[SUPPLIED MATERIAL]:
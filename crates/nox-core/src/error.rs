use std::path::PathBuf;
use thiserror::Error;

/// All errors produced by the NOx pipeline.
///
/// Every variant is fatal: the pipeline stops before any aggregate is
/// handed to the presenter. A missing measurement is not an error and
/// never appears here.
#[derive(Error, Debug)]
pub enum NoxError {
    /// A matched source file could not be opened or read from disk.
    #[error("Failed to read file {path}: {source}")]
    FileRead {
        path: PathBuf,
        #[source]
        source: std::io::Error,
    },

    /// A matched source file does not have the expected layout.
    #[error("Malformed source file {path}: {reason}")]
    FileFormat { path: PathBuf, reason: String },

    /// Two source tables disagree on their column set.
    #[error("Schema mismatch in {path}: expected columns [{expected}], found [{found}]")]
    SchemaMismatch {
        path: PathBuf,
        expected: String,
        found: String,
    },

    /// A column the normalizer depends on is absent from the merged table.
    #[error("Required column missing: {0}")]
    MissingColumn(String),

    /// A calendar component could not be converted to an integer.
    #[error("Row {row}: cannot coerce {field} value {value:?} to an integer")]
    StrictCoercion {
        row: usize,
        field: String,
        value: String,
    },

    /// The file-name pattern could not be compiled.
    #[error("Invalid file pattern: {0}")]
    InvalidPattern(String),

    /// The data directory does not exist.
    #[error("Data path not found: {0}")]
    DataPathNotFound(PathBuf),

    /// No file in the data directory matched the pattern.
    #[error("No files matching {pattern:?} found in {dir}")]
    NoDataFiles { dir: PathBuf, pattern: String },

    /// The presenter hand-off could not be serialised.
    #[error("Failed to serialise series: {0}")]
    Json(#[from] serde_json::Error),

    /// Pass-through for any raw I/O error that does not carry a path.
    #[error(transparent)]
    Io(#[from] std::io::Error),
}

/// Convenience alias used throughout the pipeline crates.
pub type Result<T> = std::result::Result<T, NoxError>;
//! Data pipeline for the NOx air-quality report.
//!
//! Discovers and reads the source CSV files, merges them into one table,
//! normalizes it into typed measurements and aggregates those into the
//! yearly, monthly and daily series the presenter draws.

pub mod aggregator;
pub mod analysis;
pub mod merger;
pub mod normalizer;
pub mod reader;

pub use nox_core as core;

[ACTIVITY]: Copying begins at the line that holds "the expected layout." and ends at the last line of the data above, with both included and each line kept exactly.

[SOLUTION TO THE EXERCISE]:
    /// A matched source file does not have the expected layout.
    #[error("Malformed source file {path}: {reason}")]
    FileFormat { path: PathBuf, reason: String },

    /// Two source tables disagree on their column set.
    #[error("Schema mismatch in {path}: expected columns [{expected}], found [{found}]")]
    SchemaMismatch {
        path: PathBuf,
        expected: String,
        found: String,
    },

    /// A column the normalizer depends on is absent from the merged table.
    #[error("Required column missing: {0}")]
    MissingColumn(String),

    /// A calendar component could not be converted to an integer.
    #[error("Row {row}: cannot coerce {field} value {value:?} to an integer")]
    StrictCoercion {
        row: usize,
        field: String,
        value: String,
    },

    /// The file-name pattern could not be compiled.
    #[error("Invalid file pattern: {0}")]
    InvalidPattern(String),

    /// The data directory does not exist.
    #[error("Data path not found: {0}")]
    DataPathNotFound(PathBuf),

    /// No file in the data directory matched the pattern.
    #[error("No files matching {pattern:?} found in {dir}")]
    NoDataFiles { dir: PathBuf, pattern: String },

    /// The presenter hand-off could not be serialised.
    #[error("Failed to serialise series: {0}")]
    Json(#[from] serde_json::Error),

    /// Pass-through for any raw I/O error that does not carry a path.
    #[error(transparent)]
    Io(#[from] std::io::Error),
}

/// Convenience alias used throughout the pipeline crates.
pub type Result<T> = std::result::Result<T, NoxError>;
//! Data pipeline for the NOx air-quality report.
//!
//! Discovers and reads the source CSV files, merges them into one table,
//! normalizes it into typed measurements and aggregates those into the
//! yearly, monthly and daily series the presenter draws.

pub mod aggregator;
pub mod analysis;
pub mod merger;
pub mod normalizer;
pub mod reader;

pub use nox_core as core;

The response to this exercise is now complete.